How many lines in the records below hold the string "that"? Please answer with the number and nothing more.

Collected data entries:

****

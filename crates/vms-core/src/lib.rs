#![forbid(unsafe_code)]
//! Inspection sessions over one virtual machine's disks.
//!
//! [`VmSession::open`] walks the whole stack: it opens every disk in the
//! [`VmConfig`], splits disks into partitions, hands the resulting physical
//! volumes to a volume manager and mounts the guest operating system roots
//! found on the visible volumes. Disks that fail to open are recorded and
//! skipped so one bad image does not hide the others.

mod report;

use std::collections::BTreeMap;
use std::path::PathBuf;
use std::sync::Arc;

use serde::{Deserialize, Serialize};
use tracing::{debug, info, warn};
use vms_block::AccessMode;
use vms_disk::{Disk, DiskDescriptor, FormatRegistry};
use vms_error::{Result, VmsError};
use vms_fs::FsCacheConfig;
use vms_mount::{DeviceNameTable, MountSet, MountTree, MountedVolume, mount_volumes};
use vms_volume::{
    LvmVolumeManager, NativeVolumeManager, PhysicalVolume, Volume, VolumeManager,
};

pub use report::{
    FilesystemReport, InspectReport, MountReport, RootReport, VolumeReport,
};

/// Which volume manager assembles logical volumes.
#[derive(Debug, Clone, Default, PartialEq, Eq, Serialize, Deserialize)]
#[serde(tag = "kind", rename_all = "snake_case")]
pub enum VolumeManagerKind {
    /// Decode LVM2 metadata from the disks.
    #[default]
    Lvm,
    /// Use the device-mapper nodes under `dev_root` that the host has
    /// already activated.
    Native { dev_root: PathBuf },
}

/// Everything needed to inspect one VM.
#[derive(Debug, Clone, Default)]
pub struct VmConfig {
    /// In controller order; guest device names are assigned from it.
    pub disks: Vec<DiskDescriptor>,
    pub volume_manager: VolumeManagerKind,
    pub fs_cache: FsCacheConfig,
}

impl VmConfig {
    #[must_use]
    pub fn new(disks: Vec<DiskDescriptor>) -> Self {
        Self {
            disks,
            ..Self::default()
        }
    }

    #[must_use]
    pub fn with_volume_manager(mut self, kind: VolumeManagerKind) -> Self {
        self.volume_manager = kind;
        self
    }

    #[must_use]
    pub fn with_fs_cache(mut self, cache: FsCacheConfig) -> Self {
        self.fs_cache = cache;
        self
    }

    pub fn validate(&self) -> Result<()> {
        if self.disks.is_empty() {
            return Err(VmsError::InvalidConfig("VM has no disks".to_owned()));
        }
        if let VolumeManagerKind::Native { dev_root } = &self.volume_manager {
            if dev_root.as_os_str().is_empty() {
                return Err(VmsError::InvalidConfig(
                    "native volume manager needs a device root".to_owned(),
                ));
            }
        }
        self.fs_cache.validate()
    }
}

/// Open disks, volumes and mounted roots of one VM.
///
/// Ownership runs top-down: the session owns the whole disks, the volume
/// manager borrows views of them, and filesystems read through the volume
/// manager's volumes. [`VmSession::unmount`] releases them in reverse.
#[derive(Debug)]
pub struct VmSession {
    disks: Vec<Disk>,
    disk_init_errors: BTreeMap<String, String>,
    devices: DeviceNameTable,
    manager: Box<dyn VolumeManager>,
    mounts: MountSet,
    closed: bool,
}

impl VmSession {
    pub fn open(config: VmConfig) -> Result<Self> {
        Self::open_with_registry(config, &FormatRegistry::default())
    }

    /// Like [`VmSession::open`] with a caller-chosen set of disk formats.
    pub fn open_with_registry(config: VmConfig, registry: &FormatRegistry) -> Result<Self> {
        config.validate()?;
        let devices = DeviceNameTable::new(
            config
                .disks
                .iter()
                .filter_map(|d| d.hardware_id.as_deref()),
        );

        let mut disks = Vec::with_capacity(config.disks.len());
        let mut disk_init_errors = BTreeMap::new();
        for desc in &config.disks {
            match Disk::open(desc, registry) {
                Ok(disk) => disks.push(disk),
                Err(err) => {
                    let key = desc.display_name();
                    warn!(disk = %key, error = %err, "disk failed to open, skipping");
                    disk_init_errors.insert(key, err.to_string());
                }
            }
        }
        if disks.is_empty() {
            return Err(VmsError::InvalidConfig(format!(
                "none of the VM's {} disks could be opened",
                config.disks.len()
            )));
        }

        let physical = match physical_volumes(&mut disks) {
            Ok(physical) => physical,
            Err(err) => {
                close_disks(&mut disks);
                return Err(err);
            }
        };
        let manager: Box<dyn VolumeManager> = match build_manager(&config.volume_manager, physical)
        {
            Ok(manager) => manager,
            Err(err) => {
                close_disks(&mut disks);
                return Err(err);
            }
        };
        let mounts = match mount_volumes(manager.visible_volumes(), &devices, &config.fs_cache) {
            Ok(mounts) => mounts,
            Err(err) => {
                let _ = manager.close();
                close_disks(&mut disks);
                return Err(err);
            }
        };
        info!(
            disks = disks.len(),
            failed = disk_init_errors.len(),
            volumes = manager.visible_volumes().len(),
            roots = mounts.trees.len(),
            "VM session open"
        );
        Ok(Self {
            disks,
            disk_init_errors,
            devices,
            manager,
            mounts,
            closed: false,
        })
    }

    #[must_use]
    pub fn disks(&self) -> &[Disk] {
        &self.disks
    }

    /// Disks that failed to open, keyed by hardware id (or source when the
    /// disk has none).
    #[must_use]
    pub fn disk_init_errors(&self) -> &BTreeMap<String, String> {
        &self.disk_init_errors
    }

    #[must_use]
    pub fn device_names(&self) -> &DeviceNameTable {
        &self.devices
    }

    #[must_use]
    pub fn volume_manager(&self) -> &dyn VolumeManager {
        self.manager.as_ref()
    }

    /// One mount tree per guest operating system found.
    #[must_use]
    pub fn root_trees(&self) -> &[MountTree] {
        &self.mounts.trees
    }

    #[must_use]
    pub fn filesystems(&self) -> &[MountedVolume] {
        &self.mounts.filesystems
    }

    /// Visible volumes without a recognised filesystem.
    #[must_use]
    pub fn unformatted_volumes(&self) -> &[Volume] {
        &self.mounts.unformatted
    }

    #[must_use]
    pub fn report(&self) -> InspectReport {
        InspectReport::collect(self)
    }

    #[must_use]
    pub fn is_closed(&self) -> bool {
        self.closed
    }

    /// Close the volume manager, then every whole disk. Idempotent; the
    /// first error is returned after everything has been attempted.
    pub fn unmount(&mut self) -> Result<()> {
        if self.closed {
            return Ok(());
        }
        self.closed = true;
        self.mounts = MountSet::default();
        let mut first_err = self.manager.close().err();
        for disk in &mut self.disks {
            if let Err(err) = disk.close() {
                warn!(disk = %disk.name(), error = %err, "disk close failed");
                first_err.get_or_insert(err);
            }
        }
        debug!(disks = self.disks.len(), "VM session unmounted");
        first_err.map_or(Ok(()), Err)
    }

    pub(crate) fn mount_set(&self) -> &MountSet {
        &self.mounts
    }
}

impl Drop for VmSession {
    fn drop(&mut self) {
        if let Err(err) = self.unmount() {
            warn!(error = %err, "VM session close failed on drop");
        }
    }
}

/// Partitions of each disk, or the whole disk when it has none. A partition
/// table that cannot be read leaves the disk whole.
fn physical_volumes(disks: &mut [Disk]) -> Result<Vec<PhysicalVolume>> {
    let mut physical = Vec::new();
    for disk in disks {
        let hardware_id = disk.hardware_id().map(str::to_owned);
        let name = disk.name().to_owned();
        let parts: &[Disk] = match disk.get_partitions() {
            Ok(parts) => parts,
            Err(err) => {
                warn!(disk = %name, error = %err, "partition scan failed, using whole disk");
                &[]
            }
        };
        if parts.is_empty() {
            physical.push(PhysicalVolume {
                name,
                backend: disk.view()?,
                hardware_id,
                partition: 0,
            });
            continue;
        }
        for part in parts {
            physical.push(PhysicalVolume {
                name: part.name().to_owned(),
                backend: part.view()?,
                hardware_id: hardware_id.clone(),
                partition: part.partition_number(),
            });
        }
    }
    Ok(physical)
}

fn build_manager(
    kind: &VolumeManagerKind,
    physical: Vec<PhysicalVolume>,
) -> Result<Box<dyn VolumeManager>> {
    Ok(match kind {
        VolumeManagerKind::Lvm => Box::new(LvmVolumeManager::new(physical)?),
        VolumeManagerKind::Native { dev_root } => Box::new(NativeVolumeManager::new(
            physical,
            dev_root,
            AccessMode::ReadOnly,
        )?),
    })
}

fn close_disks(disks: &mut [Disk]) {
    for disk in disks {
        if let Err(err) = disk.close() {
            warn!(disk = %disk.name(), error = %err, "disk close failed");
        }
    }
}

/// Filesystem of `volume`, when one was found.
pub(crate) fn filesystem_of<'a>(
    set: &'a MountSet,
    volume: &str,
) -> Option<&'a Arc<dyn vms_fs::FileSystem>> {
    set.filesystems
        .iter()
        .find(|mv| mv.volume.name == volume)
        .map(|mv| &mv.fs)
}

****

• Result:
4